A subscriber recently wrote to me questioning why I had written and changed the signal on the $SPX Scoreboard to neutral yesterday, but it wasn't on the most recent DecisionPoint Market/Sector Summary. This is because DecisionPoint timing signals that are tracked by the professional publication, Timer Digest, are derived from the ETF versions of the indexes. Today we got a great example of a similar situation. $DJIA had an Intermediate-Term Trend Model Neutral signal generate today when the 20-EMA crossed below the 50-EMA while the 50-EMA was above the 200-EMA. The DecisionPoint Scoreboard in the DP Chart Gallery was updated to reflect this today. However, DIA, the ETF version of the Dow Industrials that is tracked in our DP Market/Sector Summary report, hasn't generated the signal.
If you look at the $DJIA chart you can see the 20/50-EMA crossover that caused the signal change. The Dow has been trading within a horizontal trading range bounded by the all-time highs and the March lows. Price has nearly reached the bottom of the range and the first area of possible support. The Price Momentum Oscillator (PMO) readings have now moved below zero which is the first sign of trouble. The earlier PMO SELL signal was not good and notice OBV is dropping off to readings that we haven't seen since March.

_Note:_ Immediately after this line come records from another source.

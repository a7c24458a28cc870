use crate::{capability::KeyManager, nonce::NonceCounter, Error, Result};
use commonware_cryptography::{
    sha256::{Digest, Sha256},
    Hasher,
};
use commonware_utils::from_hex_formatted;
use std::{
    fmt,
    sync::{Mutex, MutexGuard, PoisonError},
};
use tradesign_types::{Signature, TxDigest, TxHeader};
use tracing::debug;
use zeroize::{Zeroize, ZeroizeOnDrop};

/// Raw private key bytes. Zeroed on drop and never printed.
#[derive(Zeroize, ZeroizeOnDrop)]
pub struct SecretKey(Vec<u8>);

impl SecretKey {
    pub fn from_bytes(bytes: Vec<u8>) -> Result<Self> {
        if bytes.is_empty() {
            return Err(Error::InvalidPrivateKey);
        }
        Ok(Self(bytes))
    }

    /// Decode a hex key, with or without a `0x` prefix.
    pub fn from_hex(value: &str) -> Result<Self> {
        let bytes = from_hex_formatted(value).ok_or(Error::InvalidPrivateKey)?;
        Self::from_bytes(bytes)
    }

    pub fn as_bytes(&self) -> &[u8] {
        &self.0
    }

    /// Digest used to index sessions by key without storing the key twice.
    pub(crate) fn fingerprint(&self) -> Digest {
        let mut hasher = Sha256::new();
        hasher.update(&self.0);
        hasher.finalize()
    }
}

impl PartialEq for SecretKey {
    fn eq(&self, other: &Self) -> bool {
        self.0 == other.0
    }
}

impl Eq for SecretKey {}

impl fmt::Debug for SecretKey {
    fn fmt(&self, f: &mut fmt::Formatter<'_>) -> fmt::Result {
        f.write_str("SecretKey(<redacted>)")
    }
}

/// Identifies the signer within the venue's account model. Fixed when a session is created.
#[derive(Clone, Copy, Debug, PartialEq, Eq)]
pub struct Account {
    pub chain_id: u32,
    pub account_index: i64,
    pub api_key_index: u8,
}

impl Account {
    pub(crate) fn header(&self, nonce: i64, expired_at: i64) -> TxHeader {
        TxHeader {
            chain_id: self.chain_id,
            nonce,
            expired_at,
            account_index: self.account_index,
            api_key_index: self.api_key_index,
        }
    }
}

/// Signing state for one private key.
pub struct Session {
    secret: SecretKey,
    account: Account,
    nonce: Mutex<NonceCounter>,
    key_manager: Box<dyn KeyManager>,
}

impl Session {
    pub(crate) fn new(
        secret: SecretKey,
        account: Account,
        initial_nonce: i64,
        key_manager: Box<dyn KeyManager>,
    ) -> Self {
        Self {
            secret,
            account,
            nonce: Mutex::new(NonceCounter::new(initial_nonce)),
            key_manager,
        }
    }

    pub fn account(&self) -> &Account {
        &self.account
    }

    pub(crate) fn holds(&self, secret: &SecretKey) -> bool {
        self.secret == *secret
    }

    // A panic while the lock is held cannot tear the counter (every mutation is a single
    // assignment after validation), so a poisoned lock is still safe to use.
    fn counter(&self) -> MutexGuard<'_, NonceCounter> {
        self.nonce.lock().unwrap_or_else(PoisonError::into_inner)
    }

    pub fn nonce_floor(&self) -> i64 {
        self.counter().floor()
    }

    pub fn next_nonce(&self) -> Result<i64> {
        Ok(self.counter().current()?)
    }

    pub fn advance_nonce(&self) -> Result<i64> {
        let nonce = self.counter().advance()?;
        debug!(account_index = self.account.account_index, nonce, "advanced nonce");
        Ok(nonce)
    }

    pub fn rewind_nonce(&self) -> Result<i64> {
        let nonce = self.counter().rewind()?;
        debug!(account_index = self.account.account_index, nonce, "rewound nonce");
        Ok(nonce)
    }

    /// Run `f` with the transaction header for `nonce`, provided `nonce` is the session's
    /// current one. The nonce lock is held until `f` returns, so the nonce cannot move
    /// between the check and the signature.
    pub(crate) fn with_current_nonce<T>(
        &self,
        nonce: i64,
        expired_at: i64,
        f: impl FnOnce(&TxHeader) -> Result<T>,
    ) -> Result<T> {
        let counter = self.counter();
        let expected = counter.current()?;
        if nonce != expected {
            return Err(Error::NonceMismatch {
                expected,
                got: nonce,
            });
        }
        f(&self.account.header(nonce, expired_at))
    }

    pub(crate) fn sign(&self, digest: &TxDigest) -> Result<Signature> {
        let raw = self.key_manager.sign(digest).map_err(Error::Signing)?;
        Signature::try_from(raw).map_err(Error::SignatureLength)
    }
}

impl fmt::Debug for Session {
    fn fmt(&self, f: &mut fmt::Formatter<'_>) -> fmt::Result {
        f.debug_struct("Session")
            .field("secret", &"<redacted>")
            .field("account", &self.account)
            .field("nonce", &*self.counter())
            .finish()
    }
}
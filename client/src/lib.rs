pub mod client;
pub mod nonce;

pub use client::{Client, DEFAULT_TIMEOUT};
use thiserror::Error;

/// Error type for client operations.
#[derive(Error, Debug)]
pub enum Error {
    #[error("reqwest error: {0}")]
    Reqwest(#[from] reqwest::Error),
    #[error("failed: {status}: {body}")]
    FailedWithBody {
        status: reqwest::StatusCode,
        body: String,
    },
    #[error("venue returned code {code}: {message}")]
    Api { code: i32, message: String },
    #[error("unexpected response")]
    UnexpectedResponse,
    #[error("URL parse error: {0}")]
    Url(#[from] url::ParseError),
    #[error("invalid URL scheme: {0} (expected http or https)")]
    InvalidScheme(String),
}

/// Result type for client operations.
pub type Result<T> = std::result::Result<T, Error>;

Now the ETF version, DIA, has a different "feel" altogether. I can still distinguish the horizontal trading range, but note that the May highs broke out above resistance. The biggest difference is that the 20-EMA is still managing to stay above the 50-EMA. That looks like it will change soon. The PMO reading hasn't moved below zero since January; whereas, $DJIA PMO moved below zero back in April.
In both cases, the PMO suggests that price will test nearby support at the March lows given that momentum is so negative. The IT Trend Model Neutral signal is also a bad sign for both $DJIA and DIA. I believe it most likely that we will see a test closer to the secondary support line at the December/January lows.
I agree with Carl that the ETFs are preferable, because: (1) they are tradable, (2) they represent the total return on the index, (3) they are adjusted for dividends, and (4) they often give different signals than the $ index which can be more profitable.
Technical Analysis is a windsock, not a crystal ball.